Lion’s Managing Director James Brindley said he was pleased that Lion could be a cornerstone of the deal based on the brewer’s energy requirements in NSW. “We are pooling our energy needs in the state, which includes our largest brewery Tooheys, together with the needs of participating NSW hotels,” said Brindley, “in 2020, this will see a typical hotel’s energy price drop from 11.5c/KWh to 6.9c/KWh – a 40% saving, equating to around $18,000 a year.”
Lion’s all-consuming presence in the beer world means that it consumes a great deal of energy as well, enough energy for a PPA of sufficient size to underwrite new large-scale renewable energy investment. Specifically, the Lion partnership will help underwrite the construction of Engie’s Silverleaf Solar Farm, a 120 MW installation just outside Narrabri, NSW.
“It’s typically only the largest industrial energy users who are able to enter into these arrangements with enough load to underwrite new investments in renewable energy at low prices,” said Engie Australia & New Zealand CEO, Augustin Honorat.
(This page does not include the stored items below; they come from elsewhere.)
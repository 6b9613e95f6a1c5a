//! Story and chapter metadata.
//!
//! A [`Story`] is read-only input to the pipeline. It is normally built from
//! the story index document via [`StoryIndex::into_story`].

use std::collections::HashSet;
use std::path::{Path, PathBuf};

use serde::{Deserialize, Serialize};

use crate::error::{TypeError, TypeResult};

/// Whether `id` can name a single folder and archive under a parent
/// directory: non-empty, not `.` or `..`, and free of separators and NUL.
pub fn is_valid_id(id: &str) -> bool {
    !id.is_empty() && id != "." && id != ".." && !id.contains(['/', '\\', '\0'])
}

/// A chapter: an id plus the directory holding its flow document.
#[derive(Clone, Debug, PartialEq, Eq)]
pub struct Chapter {
    pub id: String,
    pub path: PathBuf,
}

impl Chapter {
    pub fn new(id: impl Into<String>, path: impl Into<PathBuf>) -> Self {
        Self {
            id: id.into(),
            path: path.into(),
        }
    }
}

/// A story: an id, a root directory, and chapters in declared order.
#[derive(Clone, Debug, PartialEq, Eq)]
pub struct Story {
    pub id: String,
    pub root: PathBuf,
    pub chapters: Vec<Chapter>,
}

impl Story {
    pub fn new(id: impl Into<String>, root: impl Into<PathBuf>) -> Self {
        Self {
            id: id.into(),
            root: root.into(),
            chapters: Vec::new(),
        }
    }

    /// Append a chapter living at `<root>/<id>`.
    pub fn with_chapter(mut self, id: impl Into<String>) -> Self {
        let id = id.into();
        let path = self.root.join(&id);
        self.chapters.push(Chapter { id, path });
        self
    }

    pub fn chapter_ids(&self) -> Vec<String> {
        self.chapters.iter().map(|c| c.id.clone()).collect()
    }

    /// Check that the story id and every chapter id can be used as folder
    /// and archive names, that chapter ids are unique, and that no id
    /// equals one of `reserved`.
    pub fn validate(&self, reserved: &[&str]) -> TypeResult<()> {
        if !is_valid_id(&self.id) {
            return Err(TypeError::InvalidStoryId(self.id.clone()));
        }
        if reserved.contains(&self.id.as_str()) {
            return Err(TypeError::ReservedId(self.id.clone()));
        }
        let mut seen = HashSet::with_capacity(self.chapters.len());
        for chapter in &self.chapters {
            if !is_valid_id(&chapter.id) {
                return Err(TypeError::InvalidChapterId(chapter.id.clone()));
            }
            if reserved.contains(&chapter.id.as_str()) {
                return Err(TypeError::ReservedId(chapter.id.clone()));
            }
            if !seen.insert(chapter.id.as_str()) {
                return Err(TypeError::DuplicateChapterId(chapter.id.clone()));
            }
        }
        Ok(())
    }
}

/// On-disk shape of the story index document.
#[derive(Clone, Debug, Default, PartialEq, Eq, Serialize, Deserialize)]
pub struct StoryIndex {
    pub id: String,
    #[serde(default)]
    pub chapters: Vec<ChapterEntry>,
}

#[derive(Clone, Debug, PartialEq, Eq, Serialize, Deserialize)]
pub struct ChapterEntry {
    pub id: String,
    /// Directory relative to the story root; defaults to the chapter id.
    #[serde(default, skip_serializing_if = "Option::is_none")]
    pub path: Option<String>,
}

impl StoryIndex {
    pub fn from_json(text: &str) -> TypeResult<Self> {
        serde_json::from_str(text).map_err(|e| TypeError::Serialization(e.to_string()))
    }

    /// Resolve chapter paths against `root`.
    ///
    /// Ids name archive files and staging folders; see [`Story::validate`].
    pub fn into_story(self, root: &Path) -> TypeResult<Story> {
        let mut story = Story::new(self.id, root);
        for entry in self.chapters {
            let rel = entry.path.unwrap_or_else(|| entry.id.clone());
            story.chapters.push(Chapter {
                path: root.join(rel),
                id: entry.id,
            });
        }
        story.validate(&[])?;
        Ok(story)
    }
}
“This arrangement is designed to combine the retail load of hundreds of hotels and pubs, offering potential savings compared to their existing deals, greater price certainty for 10 years and a link to renewable energy to supply the energy transition,” continued Honorat.
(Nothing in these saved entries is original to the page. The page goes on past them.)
//! Flow documents and reference extraction for storypack.
//!
//! A chapter's flow document is a sequence of blocks, each holding a
//! sequence of commands. Every command carries a `kind` tag and a JSON
//! payload. The [`ReferenceExtractor`] walks the document and asks the
//! [`ResolverRegistry`] for a resolver per kind; resolvers add the resource
//! identifiers their payload references to a fresh
//! [`ResourceBundle`](storypack_types::ResourceBundle).
//!
//! Kinds with no registered resolver are skipped, so documents written by
//! newer tools still extract.
//!
//! The [`Blackboard`] maps identifiers to the files backing them.

pub mod blackboard;
pub mod document;
pub mod error;
pub mod extractor;
pub mod resolver;
pub mod resolvers;

pub use blackboard::{Blackboard, Resolution, ResolvedFile};
pub use document::{Block, Command, FlowDocument};
pub use error::{FlowError, FlowResult};
pub use extractor::ReferenceExtractor;
pub use resolver::{ResolverRegistry, ResourceResolver};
The deal was secured by AHA’s joint venture partner, Clean Energy Strategies, who ran a tender process with more than 50 developers of new solar and wind farms. “This is a ground-breaking arrangement,” said AHA NSW and National President Scott Leach, “which will help break the back of high electricity prices paid by our members and is a significant step in moving the NSW hotel industry to renewable energy.”
Corporate PPAs are going down easily in the beer industry as producers seeing the attraction of lower energy costs and the boost to brand association. Only last month Victoria Bitter (VB), one of Australia’s most iconic brewers, announced a 12-year PPA with the 112 MW Karadoc Solar Farm in Mildura. VB made the announcement with a typical TV advert.
And now, from 2020 onwards, drinkers at hundreds of watering holes across NSW and ACT will know that the golden liquid coming out from the taps has been golden from start to finish.